== Data for processing ==
*** Block opens ***

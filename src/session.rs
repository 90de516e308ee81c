use crate::config::Config;
use crate::error::LaunchError;
use crate::jobs::{Completion, JobTable, ReapState};
use crate::launch;
use crate::process::{self, Pid};
use crate::terminal::TerminalController;
use crate::token::Token;

/// State owned by the main loop and threaded through every launch.
///
/// The only piece shared with the SIGCHLD handler is the `ReapState`
/// behind the job table.
pub struct Session {
    config: Config,
    jobs: JobTable,
    terminal: TerminalController,
}

impl Session {
    pub fn new(config: Config, reap: &'static ReapState) -> Self {
        let jobs = JobTable::new(reap, config.max_background);
        let terminal = TerminalController::new(process::current_process_group());
        tracing::debug!(
            shell_pgid = terminal.shell_pgid(),
            limit = jobs.limit(),
            "session started"
        );
        Self {
            config,
            jobs,
            terminal,
        }
    }

    pub fn config(&self) -> &Config {
        &self.config
    }

    /// Launch a validated, builtin-free token sequence.
    pub fn launch(&mut self, tokens: &[Token], background: bool) -> Result<Pid, LaunchError> {
        let result = launch::launch(&mut self.jobs, &self.terminal, tokens, background);
        // Whatever happened, the prompt must come back with the shell in front.
        self.terminal.reclaim();
        result
    }

    pub fn drain_completions(&mut self) -> Vec<Completion> {
        self.jobs.drain_completions()
    }

    pub fn list_running_jobs(&self) -> Vec<(Pid, &str)> {
        self.jobs.list_running()
    }

    /// Jobs still tracked when the shell exits.
    pub fn outstanding_jobs(&self) -> usize {
        self.jobs.running()
    }
}
#![cfg(target_os = "linux")]

use std::fs::File;
use std::io::{Read, Write};
use std::os::fd::{AsRawFd, FromRawFd, OwnedFd};
use std::os::unix::process::CommandExt;
use std::process::{Command, Stdio};
use std::sync::mpsc::{self, Receiver};
use std::time::{Duration, Instant};

const PROMPT: &str = "jsh-ready> ";

/// A jsh process running as session leader on its own pseudo-terminal.
struct PtyShell {
    child: std::process::Child,
    master: File,
    output: Receiver<Vec<u8>>,
    seen: String,
    prompts: usize,
}

impl PtyShell {
    fn spawn(envs: &[(&str, &str)]) -> Option<Self> {
        let mut master_fd = -1;
        let mut slave_fd = -1;
        let rc = unsafe {
            libc::openpty(
                &mut master_fd,
                &mut slave_fd,
                std::ptr::null_mut(),
                std::ptr::null_mut(),
                std::ptr::null_mut(),
            )
        };
        if rc != 0 {
            eprintln!("skipping: openpty failed: {}", std::io::Error::last_os_error());
            return None;
        }
        let master = unsafe { File::from_raw_fd(master_fd) };
        let slave = unsafe { OwnedFd::from_raw_fd(slave_fd) };

        let mut command = Command::new(env!("CARGO_BIN_EXE_jsh"));
        command
            .current_dir(std::env::temp_dir())
            .env("JSH_PROMPT", PROMPT)
            .envs(envs.iter().copied())
            .stdin(Stdio::from(slave.try_clone().expect("dup slave")))
            .stdout(Stdio::from(slave.try_clone().expect("dup slave")))
            .stderr(Stdio::from(slave.try_clone().expect("dup slave")));
        unsafe {
            command.pre_exec(|| {
                if libc::setsid() < 0 || libc::ioctl(0, libc::TIOCSCTTY as _, 0) < 0 {
                    return Err(std::io::Error::last_os_error());
                }
                Ok(())
            });
        }
        let child = command.spawn().expect("spawn jsh on a pty");
        drop(slave);

        let (tx, output) = mpsc::channel();
        let mut reader = master.try_clone().expect("dup master");
        std::thread::spawn(move || {
            let mut buf = [0u8; 1024];
            // EIO once every slave end is closed.
            while let Ok(n) = reader.read(&mut buf) {
                if n == 0 || tx.send(buf[..n].to_vec()).is_err() {
                    break;
                }
            }
        });

        let mut shell = PtyShell {
            child,
            master,
            output,
            seen: String::new(),
            prompts: 0,
        };
        shell.wait_for_prompt();
        Some(shell)
    }

    fn wait_for_prompt(&mut self) {
        let deadline = Instant::now() + Duration::from_secs(10);
        let target = self.prompts + 1;
        while self.seen.matches(PROMPT).count() < target {
            let left = deadline
                .checked_duration_since(Instant::now())
                .unwrap_or_else(|| panic!("no prompt; output so far:\n{}", self.seen));
            match self.output.recv_timeout(left) {
                Ok(chunk) => self.seen.push_str(&String::from_utf8_lossy(&chunk)),
                Err(_) => panic!("no prompt; output so far:\n{}", self.seen),
            }
        }
        self.prompts = target;
    }

    /// Send one line and wait until the shell prompts again.
    fn run(&mut self, line: &str) {
        writeln!(self.master, "{line}").expect("write line");
        self.wait_for_prompt();
    }

    fn foreground_group(&self) -> libc::pid_t {
        unsafe { libc::tcgetpgrp(self.master.as_raw_fd()) }
    }

    fn shell_pid(&self) -> libc::pid_t {
        self.child.id() as libc::pid_t
    }

    fn exit(mut self) -> String {
        writeln!(self.master, "exit").expect("write exit");
        let status = self.child.wait().expect("wait jsh");
        assert!(status.success(), "jsh exited with {status}");
        self.seen
    }
}

#[test]
fn shell_owns_the_terminal_after_every_launch() {
    let Some(mut shell) = PtyShell::spawn(&[("JSH_MAX_BG", "2")]) else {
        return;
    };
    let pid = shell.shell_pid();
    assert_eq!(shell.foreground_group(), pid);

    for line in [
        "true",
        "echo hi | cat",
        "cat < /definitely/not/here.txt",
        "no_such_command_jsh",
        "no_such_command_jsh | cat",
        "sleep 2 | sleep 2 | sleep 2 &",
        "sleep 1 &",
    ] {
        shell.run(line);
        assert_eq!(
            shell.foreground_group(),
            pid,
            "terminal not reclaimed after `{line}`"
        );
    }

    let output = shell.exit();
    assert!(output.contains("exceed the limit (2)"), "output was:\n{output}");
    assert!(output.contains("command not found"), "output was:\n{output}");
    assert!(output.contains("Running  sleep 1"), "output was:\n{output}");
}

#[test]
fn interrupt_kills_the_foreground_job_not_the_shell() {
    let Some(mut shell) = PtyShell::spawn(&[]) else {
        return;
    };
    let pid = shell.shell_pid();

    writeln!(shell.master, "sleep 10").expect("write line");
    // Give the job time to take the terminal before interrupting it.
    let start = Instant::now();
    while shell.foreground_group() == pid && start.elapsed() < Duration::from_secs(5) {
        std::thread::sleep(Duration::from_millis(20));
    }
    assert_ne!(shell.foreground_group(), pid, "job never took the terminal");

    shell.master.write_all(&[0x03]).expect("send ^C");
    shell.wait_for_prompt();
    assert!(start.elapsed() < Duration::from_secs(8));
    assert_eq!(shell.foreground_group(), pid);

    // The pty echoes input, so match on text only the command produces.
    shell.run("printf still-%s\\n here");
    let output = shell.exit();
    assert!(output.contains("still-here"), "output was:\n{output}");
}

*** Block closes ***

== Try it ==
Restate the data word for word. Begin at its first line, end at the line that contains "use crate::token::Token;", and include both.

== Expected answer ==
filename src/session.rs
repository 90de516e308ee81c
use crate::config::Config;
use crate::error::LaunchError;
use crate::jobs::{Completion, JobTable, ReapState};
use crate::launch;
use crate::process::{self, Pid};
use crate::terminal::TerminalController;
use crate::token::Token;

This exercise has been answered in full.